During their occupation of Aquitaine the Romans built on the hill overlooking the nowadays Lourdes a fortification that was later developed by the Visigoths, Franks and Saracens who successively took control of the region.
According to the legend the name Lourdes comes from the name of a Saracen leader who converted to the Christian faith and was given the name Lorus.
Throughout the centuries the former Roman stronghold became the residence of the Counts of Bigorre in the 9th century, later in during Hundred Years’ War was ceded to Edward of Woodstock, the Black Prince, and after the end of English rule of Aquitaine, became the property of the Counts of Foix. In 1607 when the region of Bigorre was united with the French kingdom the castle became a Crown property.

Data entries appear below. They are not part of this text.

#[cfg(test)]
mod tests {
    use super::*;
    use crate::rpc::{Kwargs, RpcRequest};
    use proptest::prelude::*;
    use serde_json::json;

    fn sample_messages() -> Vec<Message> {
        vec![
            Message::Xy { x: 1.5, y: -2.0 },
            Message::XyList(vec![(0.0, 1.0), (2.0, 3.0)]),
            Message::XListYList {
                xs: vec![1.0, 2.0, 3.0],
                ys: vec![4.0, 5.0, 6.0],
            },
            Message::NumericXyList(vec![(0.25, 0.5), (1.0e9, -7.125)]),
            Message::NumericXListYList {
                xs: vec![1.0, 2.0],
                ys: vec![3.0, 4.0],
            },
            Message::Rpc(RpcEnvelope::Request(RpcRequest::new(
                1,
                "echo_len",
                vec![json!("hello")],
                Kwargs::new(),
            ))),
            Message::Exit,
        ]
    }

    #[test]
    fn test_every_opcode_decodes_to_itself() {
        let codec = FrameCodec::new(Dtype::Float64);
        for message in sample_messages() {
            let frame = codec.encode(&message).unwrap();
            let (decoded, used) = codec.decode(&frame).unwrap().unwrap();
            assert_eq!(used, frame.len());
            assert_eq!(decoded, message);
        }
    }

    #[test]
    fn test_frame_layout() {
        let codec = FrameCodec::new(Dtype::Float64);
        let frame = codec
            .encode(&Message::NumericXyList(vec![(1.0, 2.0)]))
            .unwrap();
        assert_eq!(&frame[..4], &18u32.to_le_bytes());
        assert_eq!(frame[4], FRAME_VERSION);
        assert_eq!(frame[5], 4);
        assert_eq!(&frame[6..14], &1.0f64.to_le_bytes());
        assert_eq!(&frame[14..22], &2.0f64.to_le_bytes());

        let exit = codec.encode(&Message::Exit).unwrap();
        assert_eq!(exit, vec![2, 0, 0, 0, FRAME_VERSION, 3]);
    }

    #[test]
    fn test_float32_width() {
        let codec = FrameCodec::new(Dtype::Float32);
        let message = Message::NumericXListYList {
            xs: vec![0.5, 1.5],
            ys: vec![2.5, 3.5],
        };
        let frame = codec.encode(&message).unwrap();
        // prefix + header + count + 4 floats
        assert_eq!(frame.len(), 4 + 2 + 4 + 16);
        assert_eq!(codec.decode(&frame).unwrap().unwrap().0, message);
    }

    #[test]
    fn test_incomplete_frame_needs_more() {
        let codec = FrameCodec::default();
        let frame = codec.encode(&Message::Xy { x: 1.0, y: 2.0 }).unwrap();
        for cut in 0..frame.len() {
            assert!(codec.decode(&frame[..cut]).unwrap().is_none());
        }
    }

    #[test]
    fn test_malformed_frames() {
        let codec = FrameCodec::default();

        let unknown = [2, 0, 0, 0, FRAME_VERSION, 42];
        assert!(matches!(codec.decode(&unknown), Err(RtPlotError::Protocol(_))));

        let bad_version = [2, 0, 0, 0, 9, 3];
        assert!(matches!(codec.decode(&bad_version), Err(RtPlotError::Protocol(_))));

        let short = [1, 0, 0, 0, FRAME_VERSION];
        assert!(codec.decode(&short).is_err());

        let huge = (MAX_FRAME_LEN as u32 + 1).to_le_bytes();
        assert!(codec.decode(&huge).is_err());

        let mut ragged = vec![5, 0, 0, 0, FRAME_VERSION, 4];
        ragged.extend_from_slice(&[0, 0, 0]);
        assert!(codec.decode(&ragged).is_err());

        let mut bad_json = vec![5, 0, 0, 0, FRAME_VERSION, 0];
        bad_json.extend_from_slice(b"[1,");
        assert!(codec.decode(&bad_json).is_err());
    }

    #[test]
    fn test_column_length_mismatch() {
        let codec = FrameCodec::default();
        let message = Message::XListYList {
            xs: vec![1.0],
            ys: vec![],
        };
        let mut out = vec![0xAA];
        assert!(codec.encode_into(&message, &mut out).is_err());
        assert_eq!(out, vec![0xAA]);

        let numeric = Message::NumericXListYList {
            xs: vec![1.0, 2.0],
            ys: vec![1.0],
        };
        assert!(codec.encode(&numeric).is_err());
    }

    #[test]
    fn test_numeric_count_mismatch() {
        let codec = FrameCodec::default();
        let mut frame = codec
            .encode(&Message::NumericXListYList {
                xs: vec![1.0],
                ys: vec![2.0],
            })
            .unwrap();
        // claim two samples while carrying one
        frame[6] = 2;
        assert!(matches!(codec.decode(&frame), Err(RtPlotError::Protocol(_))));
    }

    #[test]
    fn test_decoder_preserves_order_and_clears() {
        let codec = FrameCodec::default();
        let mut stream = Vec::new();
        for message in sample_messages() {
            codec.encode_into(&message, &mut stream).unwrap();
        }

        let mut decoder = FrameDecoder::new(codec);
        decoder.feed(&stream[..stream.len() - 1]);
        let mut got = Vec::new();
        while let Some(m) = decoder.next_message().unwrap() {
            got.push(m);
        }
        assert_eq!(got.len(), sample_messages().len() - 1);
        assert_eq!(decoder.pending_bytes(), 5);

        decoder.clear();
        assert_eq!(decoder.pending_bytes(), 0);
        decoder.feed(&codec.encode(&Message::Exit).unwrap());
        assert_eq!(decoder.next_message().unwrap(), Some(Message::Exit));
    }

    proptest! {
        #[test]
        fn prop_decoder_independent_of_chunking(
            values in prop::collection::vec(-1.0e6f64..1.0e6, 1..40),
            chunk in 1usize..17,
        ) {
            let codec = FrameCodec::new(Dtype::Float64);
            let messages: Vec<Message> = values
                .chunks(3)
                .map(|c| Message::NumericXyList(c.iter().map(|&v| (v, -v)).collect()))
                .collect();
            let mut stream = Vec::new();
            for m in &messages {
                codec.encode_into(m, &mut stream).unwrap();
            }

            let mut decoder = FrameDecoder::new(codec);
            let mut got = Vec::new();
            for piece in stream.chunks(chunk) {
                decoder.feed(piece);
                while let Some(m) = decoder.next_message().unwrap() {
                    got.push(m);
                }
            }
            prop_assert_eq!(got, messages);
            prop_assert_eq!(decoder.pending_bytes(), 0);
        }
    }
}
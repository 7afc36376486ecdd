//! Out-of-band remote procedure calls
//!
//! RPC messages share the data connection, carried inside
//! [`Opcode::Rpc`](crate::protocol::Opcode::Rpc) frames as a JSON [`RpcEnvelope`].
//!
//! # Flow
//!
//! 1. The producer calls [`Producer::call`](crate::workers::Producer::call). A fresh id
//!    is allocated in [`PendingCalls`], an [`RpcFuture`] is handed back at once and
//!    the request is queued behind any data already waiting.
//! 2. The consumer pump looks the method up in its [`CommandTable`], runs it, and
//!    queues exactly one [`RpcResponse`] with the same id.
//! 3. The producer worker resolves the pending entry. Responses for ids that are
//!    not pending (stale or duplicate) are logged and dropped.
//!
//! Methods are never resolved by reflection: only names registered in the table
//! can be invoked, and unknown names are rejected before any handler runs.

mod commands;
mod future;

pub use commands::CommandTable;
pub use future::{PendingCalls, RpcFuture};

use serde::{Deserialize, Serialize};
use serde_json::{Map, Value};
use std::time::Duration;
use thiserror::Error;

/// Keyword arguments of a call
pub type Kwargs = Map<String, Value>;

/// A call as it travels from producer to consumer
#[derive(Debug, Clone, PartialEq, Serialize, Deserialize)]
pub struct RpcRequest {
    pub id: u64,
    pub method: String,
    #[serde(default)]
    pub args: Vec<Value>,
    #[serde(default)]
    pub kwargs: Kwargs,
}

impl RpcRequest {
    pub fn new(id: u64, method: impl Into<String>, args: Vec<Value>, kwargs: Kwargs) -> Self {
        Self {
            id,
            method: method.into(),
            args,
            kwargs,
        }
    }

    /// Build the response to this request
    pub fn respond(&self, outcome: RpcOutcome) -> RpcResponse {
        RpcResponse {
            id: self.id,
            outcome,
        }
    }
}

/// Result of running a request on the consumer
#[derive(Debug, Clone, PartialEq, Serialize, Deserialize)]
pub struct RpcResponse {
    pub id: u64,
    pub outcome: RpcOutcome,
}

/// Either the return value or the captured failure, never both
#[derive(Debug, Clone, PartialEq, Serialize, Deserialize)]
#[serde(rename_all = "snake_case")]
pub enum RpcOutcome {
    Value(Value),
    Error(RemoteFault),
}

/// Failure reported by the consumer side
#[derive(Debug, Clone, PartialEq, Serialize, Deserialize)]
pub struct RemoteFault {
    pub kind: FaultKind,
    pub message: String,
}

#[derive(Debug, Clone, Copy, PartialEq, Eq, Serialize, Deserialize)]
#[serde(rename_all = "snake_case")]
pub enum FaultKind {
    /// Name not present in the command table
    UnknownMethod,
    /// Arguments did not match the handler signature
    InvalidArguments,
    /// The handler ran and returned an error
    Failed,
}

impl RemoteFault {
    pub fn new(kind: FaultKind, message: impl Into<String>) -> Self {
        Self {
            kind,
            message: message.into(),
        }
    }
}

/// Payload of an RPC frame
#[derive(Debug, Clone, PartialEq, Serialize, Deserialize)]
#[serde(rename_all = "snake_case")]
pub enum RpcEnvelope {
    Request(RpcRequest),
    Response(RpcResponse),
}

/// What a caller's [`RpcFuture`] resolves to on failure
#[derive(Error, Debug, Clone, PartialEq)]
pub enum RpcError {
    #[error("method '{0}' is not registered")]
    UnknownMethod(String),

    #[error("invalid arguments for '{method}': {message}")]
    InvalidArguments { method: String, message: String },

    #[error("'{method}' failed: {message}")]
    Remote { method: String, message: String },

    #[error("connection closed before a response arrived")]
    Disconnected,

    #[error("no response within {0:?}")]
    Timeout(Duration),
}

impl RpcError {
    /// Map a fault received over the wire to the caller-facing error
    pub fn from_fault(method: &str, fault: RemoteFault) -> Self {
        match fault.kind {
            FaultKind::UnknownMethod => RpcError::UnknownMethod(method.to_string()),
            FaultKind::InvalidArguments => RpcError::InvalidArguments {
                method: method.to_string(),
                message: fault.message,
            },
            FaultKind::Failed => RpcError::Remote {
                method: method.to_string(),
                message: fault.message,
            },
        }
    }
}
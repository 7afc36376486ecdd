//! Producer-side facade and pump

use super::supervisor::LinkSupervisor;
use super::ReadLimits;
use crate::error::{Result, RtPlotError};
use crate::event_loop::{StepOutcome, Worker};
use crate::protocol::{FrameCodec, FrameDecoder, Message, ProtocolState};
use crate::rpc::{Kwargs, PendingCalls, RpcEnvelope, RpcError, RpcFuture, RpcRequest};
use crate::transport::{ReconnectPolicy, Transport};
use crossbeam_channel::{Receiver, Sender, TryRecvError};
use serde_json::Value;
use std::sync::{Arc, Mutex, MutexGuard};

type SharedPending = Arc<Mutex<PendingCalls>>;

fn lock_pending(pending: &SharedPending) -> Result<MutexGuard<'_, PendingCalls>> {
    pending
        .lock()
        .map_err(|e| RtPlotError::Lock(format!("Failed to acquire pending-call lock: {}", e)))
}

/// Cloneable handle used by application code to feed a stream.
///
/// Every call copies its data into a queued message, so the caller may reuse
/// its slices immediately. The queue is bounded; `put_*` blocks while it is full.
#[derive(Clone)]
pub struct Producer {
    tx: Sender<Message>,
    pending: SharedPending,
}

impl Producer {
    pub(crate) fn new(tx: Sender<Message>, pending: SharedPending) -> Self {
        Self { tx, pending }
    }

    fn send(&self, message: Message) -> Result<()> {
        self.tx
            .send(message)
            .map_err(|_| RtPlotError::Channel("producer worker has stopped".to_string()))
    }

    pub fn put_xy(&self, x: f64, y: f64) -> Result<()> {
        self.send(Message::Xy { x, y })
    }

    pub fn put_xy_list(&self, pairs: &[(f64, f64)]) -> Result<()> {
        self.send(Message::XyList(pairs.to_vec()))
    }

    pub fn put_x_list_y_list(&self, xs: &[f64], ys: &[f64]) -> Result<()> {
        check_lengths(xs, ys)?;
        self.send(Message::XListYList {
            xs: xs.to_vec(),
            ys: ys.to_vec(),
        })
    }

    pub fn put_numeric_xy_list(&self, pairs: &[(f64, f64)]) -> Result<()> {
        self.send(Message::NumericXyList(pairs.to_vec()))
    }

    pub fn put_numeric_x_list_y_list(&self, xs: &[f64], ys: &[f64]) -> Result<()> {
        check_lengths(xs, ys)?;
        self.send(Message::NumericXListYList {
            xs: xs.to_vec(),
            ys: ys.to_vec(),
        })
    }

    /// Queue a call and return its future at once
    pub fn call(&self, method: &str, args: Vec<Value>) -> Result<RpcFuture> {
        self.call_with_kwargs(method, args, Kwargs::new())
    }

    pub fn call_with_kwargs(&self, method: &str, args: Vec<Value>, kwargs: Kwargs) -> Result<RpcFuture> {
        let future = lock_pending(&self.pending)?.register(method);
        let request = RpcRequest::new(future.id(), method, args, kwargs);
        if let Err(e) = self.send(Message::Rpc(RpcEnvelope::Request(request))) {
            lock_pending(&self.pending)?.cancel(future.id());
            return Err(e);
        }
        Ok(future)
    }

    /// Queue EXIT; the worker finishes once it has been written
    pub fn close(&self) -> Result<()> {
        self.send(Message::Exit)
    }

    /// Calls still waiting for a response
    pub fn pending_calls(&self) -> usize {
        lock_pending(&self.pending).map(|p| p.len()).unwrap_or(0)
    }
}

fn check_lengths(xs: &[f64], ys: &[f64]) -> Result<()> {
    if xs.len() != ys.len() {
        return Err(RtPlotError::Protocol(format!(
            "x/y length mismatch: {} != {}",
            xs.len(),
            ys.len()
        )));
    }
    Ok(())
}

/// Drains the producer queue onto the wire and resolves RPC responses
pub struct ProducerWorker {
    name: String,
    transport: Transport,
    codec: FrameCodec,
    rx: Receiver<Message>,
    pending: SharedPending,
    decoder: FrameDecoder,
    read_buf: Vec<u8>,
    max_reads: usize,
    /// Encoded frames not yet written
    outbox: Vec<u8>,
    outbox_frames: u64,
    batch_size: usize,
    supervisor: LinkSupervisor,
    exit_queued: bool,
    state: ProtocolState,
    frames_sent: u64,
}

impl ProducerWorker {
    pub(crate) fn new(
        name: impl Into<String>,
        transport: Transport,
        codec: FrameCodec,
        rx: Receiver<Message>,
        pending: SharedPending,
        batch_size: usize,
        policy: ReconnectPolicy,
    ) -> Self {
        Self {
            name: name.into(),
            transport,
            codec,
            rx,
            pending,
            decoder: FrameDecoder::new(codec),
            read_buf: vec![0; ReadLimits::default().chunk_bytes],
            max_reads: ReadLimits::default().max_reads,
            outbox: Vec::new(),
            outbox_frames: 0,
            batch_size: batch_size.max(1),
            supervisor: LinkSupervisor::new(policy),
            exit_queued: false,
            state: ProtocolState::Pump,
            frames_sent: 0,
        }
    }

    pub(crate) fn with_read_limits(mut self, limits: ReadLimits) -> Self {
        self.read_buf = vec![0; limits.chunk_bytes.max(1)];
        self.max_reads = limits.max_reads.max(1);
        self
    }

    pub fn state(&self) -> ProtocolState {
        self.state
    }

    pub fn frames_sent(&self) -> u64 {
        self.frames_sent
    }

    pub fn reconnect_count(&self) -> u64 {
        self.transport.reconnect_count()
    }

    fn on_error(&mut self, error: RtPlotError) -> Result<StepOutcome> {
        if !error.is_recoverable() {
            return Err(error);
        }
        self.decoder.clear();
        self.supervisor.connection_lost(&mut self.transport, &error)?;
        Ok(StepOutcome::Progress)
    }

    fn handle_incoming(&mut self, message: Message) -> Result<()> {
        match message {
            Message::Rpc(RpcEnvelope::Response(response)) => {
                let id = response.id;
                match lock_pending(&self.pending)?.resolve(response) {
                    Ok(()) => tracing::trace!("{} resolved RPC {}", self.name, id),
                    Err(RtPlotError::UnknownRpcId(id)) => {
                        tracing::warn!("{} dropping response for unknown RPC id {}", self.name, id)
                    }
                    Err(e) => return Err(e),
                }
            }
            other => {
                tracing::warn!("{} ignoring unexpected {} from consumer", self.name, other.opcode())
            }
        }
        Ok(())
    }

    /// Move up to `batch_size` queued messages into the outbox
    fn fill_outbox(&mut self) {
        for _ in 0..self.batch_size {
            let message = match self.rx.try_recv() {
                Ok(message) => message,
                Err(TryRecvError::Empty) => break,
                Err(TryRecvError::Disconnected) => {
                    tracing::debug!("{}: all producer handles dropped, closing", self.name);
                    Message::Exit
                }
            };
            let is_exit = matches!(message, Message::Exit);

            if let Err(e) = self.codec.encode_into(&message, &mut self.outbox) {
                tracing::error!("{} dropping unencodable {}: {}", self.name, message.opcode(), e);
                if let Message::Rpc(RpcEnvelope::Request(request)) = &message {
                    if let Ok(mut pending) = lock_pending(&self.pending) {
                        pending.cancel(request.id);
                    }
                }
                continue;
            }
            self.outbox_frames += 1;
            if is_exit {
                self.exit_queued = true;
                break;
            }
        }
    }
}

impl Worker for ProducerWorker {
    fn name(&self) -> &str {
        &self.name
    }

    fn step(&mut self) -> Result<StepOutcome> {
        if self.state == ProtocolState::Closed {
            return Ok(StepOutcome::Exhausted);
        }
        if !self.supervisor.ensure_up(&mut self.transport)? {
            return Ok(StepOutcome::Idle);
        }

        let mut progressed = false;
        if self.transport.poll().readable {
            for _ in 0..self.max_reads {
                match self.transport.read_available(&mut self.read_buf) {
                    Ok(0) => break,
                    Ok(n) => {
                        self.decoder.feed(&self.read_buf[..n]);
                        while let Some(message) = self.decoder.next_message()? {
                            self.handle_incoming(message)?;
                        }
                        progressed = true;
                        if n < self.read_buf.len() {
                            break;
                        }
                    }
                    Err(e) => return self.on_error(e),
                }
            }
        }

        if self.outbox.is_empty() && !self.exit_queued {
            self.fill_outbox();
        }
        if !self.outbox.is_empty() {
            if let Err(e) = self.transport.write(&self.outbox) {
                return self.on_error(e);
            }
            self.frames_sent += std::mem::take(&mut self.outbox_frames);
            self.outbox.clear();
            progressed = true;

            if self.exit_queued {
                tracing::info!("{} sent EXIT", self.name);
                self.state = ProtocolState::Closed;
                return Ok(StepOutcome::Exhausted);
            }
        }

        Ok(if progressed {
            StepOutcome::Progress
        } else {
            StepOutcome::Idle
        })
    }
}

impl Drop for ProducerWorker {
    fn drop(&mut self) {
        if let Ok(mut pending) = self.pending.lock() {
            if !pending.is_empty() {
                tracing::debug!("{} failing {} outstanding calls", self.name, pending.len());
            }
            pending.fail_all(RpcError::Disconnected);
        }
    }
}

During the French Revolution the citadel was used successively as a prison and a garrison.
Today the Castle of Lourdes houses the Museum of the Pyrenees.
Lourdes, the little sleepy town at the feet of the Pyrenean Mountains was to undergo an exceptional transformation starting in 1858 when a 14 years old local girl called Bernadette Soubirous told her confessor that Virgin Mary appeared to her in a Grotto on the banks of the Pau River. These declarations were officially recognized as conform to the reality after 4 years of thorough investigations that included auditions of Bernadette by the police, the imperial legal representative and of course the episcopal enquiry commission.
Today Lourdes is a world renowned Catholic pilgrimage site. Each year more than 5 million pilgrims and visitors from all over the world come here to pray, to seek healing in the holy spring water, or simply to visit the sacred places. For a pilgrimage place one would expect a sober and austere town. Instead Lourdes is a vibrant, lively place where you can hear English, Spanish and Italian spoken more often than you can hear French , where you can drink an ALL’ITALIANA Espresso or a beer at the “New Orleans” Bar & Grill. It is like the very cheerful spirit of Sainte Bernadette passed on to the whole town that, one can actually feel, is engulfed in a spirit of hope and optimism.